Top of DATA EXTRACTS

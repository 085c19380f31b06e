//! Shared blob store boundary.
//!
//! Keys are file base names. At most one blob exists per key and `put`
//! overwrites. The store assigns `last_modified` at write time.
//!
//! ## `FsBlobStore` layout
//!
//! ```text
//! <root>/
//!   objects/<key>        blob content
//!   meta/<key>.json      { last_modified, size, digest }
//! ```
//!
//! Both files are written with the temp-sibling + rename pattern. A blob
//! without a sidecar (dropped into `objects/` by hand) falls back to the
//! file's own mtime and a freshly computed digest.

use std::collections::BTreeMap;
use std::io::ErrorKind;
use std::path::{Path, PathBuf};
use std::sync::atomic::{AtomicUsize, Ordering};
use std::sync::Mutex;

use chrono::{DateTime, Utc};
use serde::{Deserialize, Serialize};
use sha2::{Digest, Sha256};

use shuttle_core::paths::is_tmp_artifact;

use crate::error::{io_err, SyncError};
use crate::writer::{atomic_write, local_mtime, truncate_ms};

/// Metadata of one stored blob.
#[derive(Debug, Clone, PartialEq, Eq, Serialize, Deserialize)]
pub struct BlobRecord {
    pub key: String,
    pub last_modified: DateTime<Utc>,
    pub size: u64,
    /// SHA-256 hex digest of the content.
    pub digest: String,
}

/// Storage backend shared by every host taking part in synchronization.
pub trait BlobStore: Send + Sync {
    /// Store `bytes` under `key`, replacing any previous blob.
    fn put(&self, key: &str, bytes: &[u8]) -> Result<BlobRecord, SyncError>;

    /// Content of `key`; [`SyncError::BlobNotFound`] if absent.
    fn get(&self, key: &str) -> Result<Vec<u8>, SyncError>;

    /// Metadata of `key`, `None` if absent.
    fn head(&self, key: &str) -> Result<Option<BlobRecord>, SyncError>;

    /// Every key in the store, sorted.
    fn list(&self) -> Result<Vec<String>, SyncError>;
}

pub fn sha256_hex(bytes: &[u8]) -> String {
    let mut h = Sha256::new();
    h.update(bytes);
    hex::encode(h.finalize())
}

/// Reject keys that would escape the store root.
pub fn validate_key(key: &str) -> Result<(), SyncError> {
    let bad = key.is_empty()
        || key == "."
        || key == ".."
        || key.contains('/')
        || key.contains('\\')
        || key.contains('\0');
    if bad {
        return Err(SyncError::InvalidKey {
            key: key.to_string(),
        });
    }
    Ok(())
}

// ---------------------------------------------------------------------------
// Directory-backed store
// ---------------------------------------------------------------------------

/// Blob store rooted at a directory, typically a mount shared by both hosts.
#[derive(Debug, Clone)]
pub struct FsBlobStore {
    root: PathBuf,
}

#[derive(Debug, Serialize, Deserialize)]
struct Sidecar {
    last_modified: DateTime<Utc>,
    size: u64,
    digest: String,
}

impl FsBlobStore {
    pub fn new(root: impl Into<PathBuf>) -> Self {
        Self { root: root.into() }
    }

    pub fn root(&self) -> &Path {
        &self.root
    }

    fn object_path(&self, key: &str) -> PathBuf {
        self.root.join("objects").join(key)
    }

    fn meta_path(&self, key: &str) -> PathBuf {
        self.root.join("meta").join(format!("{key}.json"))
    }
}

impl BlobStore for FsBlobStore {
    fn put(&self, key: &str, bytes: &[u8]) -> Result<BlobRecord, SyncError> {
        validate_key(key)?;
        let sidecar = Sidecar {
            last_modified: truncate_ms(Utc::now()),
            size: bytes.len() as u64,
            digest: sha256_hex(bytes),
        };
        atomic_write(&self.object_path(key), bytes)?;
        atomic_write(&self.meta_path(key), &serde_json::to_vec_pretty(&sidecar)?)?;
        tracing::debug!("stored blob {key} ({} bytes)", sidecar.size);
        Ok(BlobRecord {
            key: key.to_string(),
            last_modified: sidecar.last_modified,
            size: sidecar.size,
            digest: sidecar.digest,
        })
    }

    fn get(&self, key: &str) -> Result<Vec<u8>, SyncError> {
        validate_key(key)?;
        let path = self.object_path(key);
        match std::fs::read(&path) {
            Ok(bytes) => Ok(bytes),
            Err(err) if err.kind() == ErrorKind::NotFound => Err(SyncError::BlobNotFound {
                key: key.to_string(),
            }),
            Err(err) => Err(io_err(path, err)),
        }
    }

    fn head(&self, key: &str) -> Result<Option<BlobRecord>, SyncError> {
        validate_key(key)?;
        let object = self.object_path(key);
        let Some(object_mtime) = local_mtime(&object)? else {
            return Ok(None);
        };

        let meta_path = self.meta_path(key);
        match std::fs::read(&meta_path) {
            Ok(raw) => {
                let sidecar: Sidecar = serde_json::from_slice(&raw)?;
                Ok(Some(BlobRecord {
                    key: key.to_string(),
                    last_modified: sidecar.last_modified,
                    size: sidecar.size,
                    digest: sidecar.digest,
                }))
            }
            Err(err) if err.kind() == ErrorKind::NotFound => {
                let bytes = std::fs::read(&object).map_err(|e| io_err(&object, e))?;
                Ok(Some(BlobRecord {
                    key: key.to_string(),
                    last_modified: object_mtime,
                    size: bytes.len() as u64,
                    digest: sha256_hex(&bytes),
                }))
            }
            Err(err) => Err(io_err(meta_path, err)),
        }
    }

    fn list(&self) -> Result<Vec<String>, SyncError> {
        let dir = self.root.join("objects");
        let entries = match std::fs::read_dir(&dir) {
            Ok(entries) => entries,
            Err(err) if err.kind() == ErrorKind::NotFound => return Ok(vec![]),
            Err(err) => return Err(io_err(&dir, err)),
        };
        let mut keys = Vec::new();
        for entry in entries {
            let entry = entry.map_err(|e| io_err(&dir, e))?;
            let ty = entry.file_type().map_err(|e| io_err(entry.path(), e))?;
            if !ty.is_file() || is_tmp_artifact(&entry.path()) {
                continue;
            }
            keys.push(entry.file_name().to_string_lossy().into_owned());
        }
        keys.sort();
        Ok(keys)
    }
}

// ---------------------------------------------------------------------------
// In-memory store
// ---------------------------------------------------------------------------

/// In-process store with a controllable clock, for tests and dry runs.
#[derive(Debug, Default)]
pub struct MemoryBlobStore {
    blobs: Mutex<BTreeMap<String, (Vec<u8>, BlobRecord)>>,
    clock: Mutex<Option<DateTime<Utc>>>,
    puts: AtomicUsize,
    gets: AtomicUsize,
}

impl MemoryBlobStore {
    pub fn new() -> Self {
        Self::default()
    }

    /// Pin the timestamp assigned by subsequent `put`s (`None` = wall clock).
    pub fn set_clock(&self, at: Option<DateTime<Utc>>) {
        *self.clock.lock().unwrap_or_else(|p| p.into_inner()) = at;
    }

    /// Seed a blob with an explicit timestamp without counting it as a put.
    pub fn insert_at(&self, key: &str, bytes: &[u8], at: DateTime<Utc>) {
        let record = BlobRecord {
            key: key.to_string(),
            last_modified: truncate_ms(at),
            size: bytes.len() as u64,
            digest: sha256_hex(bytes),
        };
        self.blobs
            .lock()
            .unwrap_or_else(|p| p.into_inner())
            .insert(key.to_string(), (bytes.to_vec(), record));
    }

    pub fn put_count(&self) -> usize {
        self.puts.load(Ordering::SeqCst)
    }

    pub fn get_count(&self) -> usize {
        self.gets.load(Ordering::SeqCst)
    }

    pub fn content(&self, key: &str) -> Option<Vec<u8>> {
        self.blobs
            .lock()
            .unwrap_or_else(|p| p.into_inner())
            .get(key)
            .map(|(bytes, _)| bytes.clone())
    }

    fn now(&self) -> DateTime<Utc> {
        let pinned = *self.clock.lock().unwrap_or_else(|p| p.into_inner());
        truncate_ms(pinned.unwrap_or_else(Utc::now))
    }
}

impl BlobStore for MemoryBlobStore {
    fn put(&self, key: &str, bytes: &[u8]) -> Result<BlobRecord, SyncError> {
        validate_key(key)?;
        let record = BlobRecord {
            key: key.to_string(),
            last_modified: self.now(),
            size: bytes.len() as u64,
            digest: sha256_hex(bytes),
        };
        self.blobs
            .lock()
            .unwrap_or_else(|p| p.into_inner())
            .insert(key.to_string(), (bytes.to_vec(), record.clone()));
        self.puts.fetch_add(1, Ordering::SeqCst);
        Ok(record)
    }

    fn get(&self, key: &str) -> Result<Vec<u8>, SyncError> {
        self.gets.fetch_add(1, Ordering::SeqCst);
        self.content(key).ok_or_else(|| SyncError::BlobNotFound {
            key: key.to_string(),
        })
    }

    fn head(&self, key: &str) -> Result<Option<BlobRecord>, SyncError> {
        Ok(self
            .blobs
            .lock()
            .unwrap_or_else(|p| p.into_inner())
            .get(key)
            .map(|(_, record)| record.clone()))
    }

    fn list(&self) -> Result<Vec<String>, SyncError> {
        Ok(self
            .blobs
            .lock()
            .unwrap_or_else(|p| p.into_inner())
            .keys()
            .cloned()
            .collect())
    }
}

Bottom of DATA EXTRACTS

**WORK INSTRUCTION**
Reproduce the lines above, beginning at the line with "of the content." and stopping after the line with "any previous blob.", exactly as they are.

**OUTPUT OF THE TASK**
    /// SHA-256 hex digest of the content.
    pub digest: String,
}

/// Storage backend shared by every host taking part in synchronization.
pub trait BlobStore: Send + Sync {
    /// Store `bytes` under `key`, replacing any previous blob.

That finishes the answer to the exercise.